Saved data entries
#####
//! OrderHistoryHandler - Orders placed under one e-mail address.

use std::sync::Arc;

use crate::domain::checkout::{normalize_email, CheckoutError, Order};
use crate::ports::OrderRepository;

#[derive(Debug, Clone)]
pub struct OrderHistoryQuery {
    pub email: String,
}

/// Orders, newest first.
pub type OrderHistoryResult = Vec<Order>;

pub struct OrderHistoryHandler {
    orders: Arc<dyn OrderRepository>,
}

impl OrderHistoryHandler {
    pub fn new(orders: Arc<dyn OrderRepository>) -> Self {
        Self { orders }
    }

    pub async fn handle(
        &self,
        query: OrderHistoryQuery,
    ) -> Result<OrderHistoryResult, CheckoutError> {
        let email = normalize_email(&query.email)?;
        Ok(self.orders.list_by_customer_email(&email).await?)
    }
}
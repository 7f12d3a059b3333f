//! Checkout domain - orders, their parties, and payment value types.

mod address;
mod builder;
mod customer;
mod errors;
mod events;
mod fields;
mod order;
mod order_item;
mod payment;
mod purchase;
mod status;

pub use address::Address;
pub use builder::{OrderAggregateBuilder, DEFAULT_MAX_ITEMS};
pub use customer::{normalize_email, Customer};
pub use errors::CheckoutError;
pub use events::{OrderCancelled, OrderPaid, OrderPaymentFailed, OrderPlaced};
pub use order::{compute_totals, Order, PriceChange};
pub use order_item::{OrderItem, MAX_QUANTITY};
pub use payment::{
    normalize_currency, PaymentError, PaymentErrorCode, PaymentInfo, PaymentIntent,
    PaymentIntentStatus,
};
pub use purchase::{OrderSummary, Purchase, PurchaseResponse};
pub use status::OrderStatus;
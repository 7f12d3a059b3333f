//! Customer entity.

use once_cell::sync::Lazy;
use regex::Regex;
use serde::{Deserialize, Serialize};

use super::fields::{required_text, MIN_TEXT_LEN};
use crate::domain::foundation::{CustomerId, ValidationError};

static EMAIL_RE: Lazy<Regex> = Lazy::new(|| {
    Regex::new(r"^[a-z0-9._%+-]+@[a-z0-9.-]+\.[a-z]{2,4}$").expect("email pattern is valid")
});

/// Normalizes and checks an e-mail address.
///
/// Addresses are compared case-insensitively, so they are stored lower-cased.
pub fn normalize_email(raw: &str) -> Result<String, ValidationError> {
    let email = raw.trim().to_lowercase();
    if email.is_empty() {
        return Err(ValidationError::empty_field("email"));
    }
    if !EMAIL_RE.is_match(&email) {
        return Err(ValidationError::invalid_format(
            "email",
            "not a valid e-mail address",
        ));
    }
    Ok(email)
}

/// The person placing an order. Customers are keyed by e-mail; a returning
/// shopper reuses the existing record.
#[derive(Debug, Clone, PartialEq, Eq, Serialize, Deserialize)]
pub struct Customer {
    id: Option<CustomerId>,
    first_name: String,
    last_name: String,
    email: String,
}

impl Customer {
    pub fn new(first_name: &str, last_name: &str, email: &str) -> Result<Self, ValidationError> {
        Ok(Self {
            id: None,
            first_name: required_text("first_name", first_name, MIN_TEXT_LEN)?,
            last_name: required_text("last_name", last_name, MIN_TEXT_LEN)?,
            email: normalize_email(email)?,
        })
    }

    /// Rebuilds a customer from storage without re-validating.
    pub fn reconstitute(id: CustomerId, first_name: String, last_name: String, email: String) -> Self {
        Self {
            id: Some(id),
            first_name,
            last_name,
            email,
        }
    }

    pub fn with_id(mut self, id: CustomerId) -> Self {
        self.id = Some(id);
        self
    }

    pub fn id(&self) -> Option<CustomerId> {
        self.id
    }

    pub fn first_name(&self) -> &str {
        &self.first_name
    }

    pub fn last_name(&self) -> &str {
        &self.last_name
    }

    pub fn email(&self) -> &str {
        &self.email
    }

    pub fn full_name(&self) -> String {
        format!("{} {}", self.first_name, self.last_name)
    }
}
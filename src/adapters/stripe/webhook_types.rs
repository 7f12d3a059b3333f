//! Stripe wire types: the signature header, event envelopes, payment intent
//! objects and API error bodies.

use std::collections::HashMap;

use serde::{Deserialize, Serialize};
use thiserror::Error;

// ════════════════════════════════════════════════════════════════════════════════
// Signature Header
// ════════════════════════════════════════════════════════════════════════════════

#[derive(Debug, Clone, PartialEq, Eq, Error)]
pub enum SignatureParseError {
    #[error("missing Stripe-Signature header")]
    MissingHeader,

    #[error("missing timestamp (t=) in signature")]
    MissingTimestamp,

    #[error("missing v1 signature in header")]
    MissingV1Signature,

    #[error("invalid timestamp format")]
    InvalidTimestamp,

    #[error("signature is not valid hex")]
    InvalidSignatureFormat,
}

/// Parsed `Stripe-Signature` header: `t=<unix>,v1=<hex>[,v1=<hex>...]`.
///
/// Stripe sends one `v1` entry per active signing secret, so during secret
/// rotation there can be several.
#[derive(Debug, Clone)]
pub struct SignatureHeader {
    pub timestamp: i64,
    pub v1_signatures: Vec<Vec<u8>>,
}

impl SignatureHeader {
    pub fn parse(header: &str) -> Result<Self, SignatureParseError> {
        let header = header.trim();
        if header.is_empty() {
            return Err(SignatureParseError::MissingHeader);
        }

        let mut timestamp = None;
        let mut v1_signatures = Vec::new();

        for part in header.split(',') {
            let Some((key, value)) = part.split_once('=') else {
                continue;
            };
            match key.trim() {
                "t" => {
                    let parsed = value
                        .trim()
                        .parse::<i64>()
                        .map_err(|_| SignatureParseError::InvalidTimestamp)?;
                    timestamp = Some(parsed);
                }
                "v1" => {
                    let bytes =
                        hex_decode(value).ok_or(SignatureParseError::InvalidSignatureFormat)?;
                    v1_signatures.push(bytes);
                }
                // v0 and future schemes
                _ => {}
            }
        }

        let timestamp = timestamp.ok_or(SignatureParseError::MissingTimestamp)?;
        if v1_signatures.is_empty() {
            return Err(SignatureParseError::MissingV1Signature);
        }

        Ok(Self {
            timestamp,
            v1_signatures,
        })
    }
}

pub(crate) fn hex_decode(hex: &str) -> Option<Vec<u8>> {
    let hex = hex.trim();
    if hex.len() % 2 != 0 {
        return None;
    }
    (0..hex.len())
        .step_by(2)
        .map(|i| u8::from_str_radix(hex.get(i..i + 2)?, 16).ok())
        .collect()
}

pub(crate) fn hex_encode(bytes: &[u8]) -> String {
    bytes.iter().map(|b| format!("{:02x}", b)).collect()
}

// ════════════════════════════════════════════════════════════════════════════════
// Events
// ════════════════════════════════════════════════════════════════════════════════

/// Event envelope as posted to the webhook endpoint.
#[derive(Debug, Clone, Deserialize, Serialize)]
pub struct StripeWebhookEvent {
    pub id: String,

    #[serde(rename = "type")]
    pub event_type: String,

    pub created: i64,

    pub data: StripeEventData,

    #[serde(default)]
    pub livemode: bool,

    #[serde(default)]
    pub api_version: Option<String>,
}

#[derive(Debug, Clone, Deserialize, Serialize)]
pub struct StripeEventData {
    pub object: serde_json::Value,
}

// ════════════════════════════════════════════════════════════════════════════════
// Payment Intents
// ════════════════════════════════════════════════════════════════════════════════

/// `payment_intent` object returned by the API and embedded in events.
#[derive(Debug, Clone, Deserialize, Serialize)]
pub struct StripePaymentIntent {
    pub id: String,

    #[serde(default)]
    pub client_secret: Option<String>,

    pub amount: i64,

    pub currency: String,

    pub status: String,

    #[serde(default)]
    pub created: i64,

    #[serde(default)]
    pub metadata: HashMap<String, String>,

    #[serde(default)]
    pub last_payment_error: Option<StripeApiError>,
}

impl StripePaymentIntent {
    pub fn order_tracking_number(&self) -> Option<&str> {
        self.metadata.get("order_tracking_number").map(String::as_str)
    }
}

// ════════════════════════════════════════════════════════════════════════════════
// Errors
// ════════════════════════════════════════════════════════════════════════════════

/// Body of a non-2xx API response.
#[derive(Debug, Clone, Deserialize)]
pub struct StripeErrorBody {
    pub error: StripeApiError,
}

#[derive(Debug, Clone, Default, Deserialize, Serialize)]
pub struct StripeApiError {
    /// `card_error`, `invalid_request_error`, `api_error`, `idempotency_error`...
    #[serde(rename = "type", default)]
    pub error_type: Option<String>,

    #[serde(default)]
    pub code: Option<String>,

    #[serde(default)]
    pub decline_code: Option<String>,

    #[serde(default)]
    pub message: Option<String>,
}
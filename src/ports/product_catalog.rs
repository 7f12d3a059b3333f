//! Read-only view of the product catalog.

use async_trait::async_trait;

use crate::domain::foundation::{DomainError, Money, ProductId};

/// Current catalog state of a product.
#[derive(Debug, Clone, PartialEq, Eq)]
pub struct CatalogProduct {
    pub id: ProductId,
    pub name: String,
    pub unit_price: Money,
    pub active: bool,
    pub units_in_stock: u32,
}

#[async_trait]
pub trait ProductCatalog: Send + Sync {
    /// Products matching `ids`. Unknown ids are simply absent from the result.
    async fn find_by_ids(&self, ids: &[ProductId]) -> Result<Vec<CatalogProduct>, DomainError>;
}
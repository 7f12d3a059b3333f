//! Shared text-field rules for checkout forms.

use crate::domain::foundation::ValidationError;

/// Minimum length for names, streets, cities and postal codes.
pub const MIN_TEXT_LEN: usize = 2;

/// Trims `value` and requires at least `min` characters.
///
/// Whitespace-only input counts as empty.
pub fn required_text(field: &str, value: &str, min: usize) -> Result<String, ValidationError> {
    let trimmed = value.trim();
    if trimmed.is_empty() {
        return Err(ValidationError::empty_field(field));
    }
    if trimmed.chars().count() < min {
        return Err(ValidationError::too_short(field, min));
    }
    Ok(trimmed.to_string())
}
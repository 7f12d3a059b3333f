//! PostgreSQL implementation of ProductCatalog.

use async_trait::async_trait;
use rust_decimal::Decimal;
use sqlx::PgPool;

use crate::domain::foundation::{DomainError, ErrorCode, Money, ProductId};
use crate::ports::{CatalogProduct, ProductCatalog};

pub struct PostgresProductCatalog {
    pool: PgPool,
}

impl PostgresProductCatalog {
    pub fn new(pool: PgPool) -> Self {
        Self { pool }
    }
}

#[derive(Debug, sqlx::FromRow)]
struct ProductRow {
    id: i64,
    name: String,
    unit_price: Decimal,
    active: bool,
    units_in_stock: i32,
}

impl TryFrom<ProductRow> for CatalogProduct {
    type Error = DomainError;

    fn try_from(row: ProductRow) -> Result<Self, Self::Error> {
        let invalid = |e: String| {
            DomainError::new(
                ErrorCode::DatabaseError,
                format!("Invalid product {}: {}", row.id, e),
            )
        };
        Ok(CatalogProduct {
            id: ProductId::new(row.id).map_err(|e| invalid(e.to_string()))?,
            unit_price: Money::from_decimal(row.unit_price).map_err(|e| invalid(e.to_string()))?,
            units_in_stock: u32::try_from(row.units_in_stock).map_err(|e| invalid(e.to_string()))?,
            name: row.name,
            active: row.active,
        })
    }
}

#[async_trait]
impl ProductCatalog for PostgresProductCatalog {
    async fn find_by_ids(&self, ids: &[ProductId]) -> Result<Vec<CatalogProduct>, DomainError> {
        let keys: Vec<i64> = ids.iter().map(ProductId::value).collect();
        let rows: Vec<ProductRow> = sqlx::query_as(
            r#"
            SELECT id, name, unit_price, active, units_in_stock
            FROM product
            WHERE id = ANY($1)
            "#,
        )
        .bind(&keys)
        .fetch_all(&self.pool)
        .await
        .map_err(|e| DomainError::database(format!("Failed to load products: {}", e)))?;

        rows.into_iter().map(CatalogProduct::try_from).collect()
    }
}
#####
Aim of the exercise: In the entries above, copy each line that contains the string "await".

Result of the exercise:
        Ok(self.orders.list_by_customer_email(&email).await?)
        .await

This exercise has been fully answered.